**Exercise instructions**
Give the entries again, word for word.

**Input data**
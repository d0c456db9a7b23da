//! Ranking of buckets by running count

use crate::simulation::{Bucket, Grid};

/// Buckets ordered by running count, highest first
///
/// Buckets with equal counts keep their chronological order.
#[derive(Debug, Clone, PartialEq, Eq)]
pub struct RankedReport {
    buckets: Vec<Bucket>,
}

/// Rank the buckets of an aggregated grid
pub fn rank(grid: &Grid) -> RankedReport {
    let mut buckets = grid.buckets().to_vec();
    // `sort_by` is stable, which gives the chronological tie-break
    buckets.sort_by(|a, b| b.running_count.cmp(&a.running_count));
    RankedReport { buckets }
}

impl RankedReport {
    /// Full ranked sequence
    pub fn all(&self) -> &[Bucket] {
        &self.buckets
    }

    /// First `n` ranked buckets (fewer if the grid is smaller)
    pub fn top(&self, n: usize) -> &[Bucket] {
        &self.buckets[..n.min(self.buckets.len())]
    }

    /// Highest-count bucket, earliest on ties
    pub fn peak(&self) -> Option<&Bucket> {
        self.buckets.first()
    }

    /// Number of ranked buckets
    pub fn len(&self) -> usize {
        self.buckets.len()
    }

    /// Whether there is nothing to rank
    pub fn is_empty(&self) -> bool {
        self.buckets.is_empty()
    }
}

impl From<&Grid> for RankedReport {
    fn from(grid: &Grid) -> Self {
        rank(grid)
    }
}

**Written response**
repository d0c456db9a7b23da
//! Ranking of buckets by running count

use crate::simulation::{Bucket, Grid};

/// Buckets ordered by running count, highest first
///
/// Buckets with equal counts keep their chronological order.
#[derive(Debug, Clone, PartialEq, Eq)]
pub struct RankedReport {
    buckets: Vec<Bucket>,
}

/// Rank the buckets of an aggregated grid
pub fn rank(grid: &Grid) -> RankedReport {
    let mut buckets = grid.buckets().to_vec();
    // `sort_by` is stable, which gives the chronological tie-break
    buckets.sort_by(|a, b| b.running_count.cmp(&a.running_count));
    RankedReport { buckets }
}

impl RankedReport {
    /// Full ranked sequence
    pub fn all(&self) -> &[Bucket] {
        &self.buckets
    }

    /// First `n` ranked buckets (fewer if the grid is smaller)
    pub fn top(&self, n: usize) -> &[Bucket] {
        &self.buckets[..n.min(self.buckets.len())]
    }

    /// Highest-count bucket, earliest on ties
    pub fn peak(&self) -> Option<&Bucket> {
        self.buckets.first()
    }

    /// Number of ranked buckets
    pub fn len(&self) -> usize {
        self.buckets.len()
    }

    /// Whether there is nothing to rank
    pub fn is_empty(&self) -> bool {
        self.buckets.is_empty()
    }
}

impl From<&Grid> for RankedReport {
    fn from(grid: &Grid) -> Self {
        rank(grid)
    }
}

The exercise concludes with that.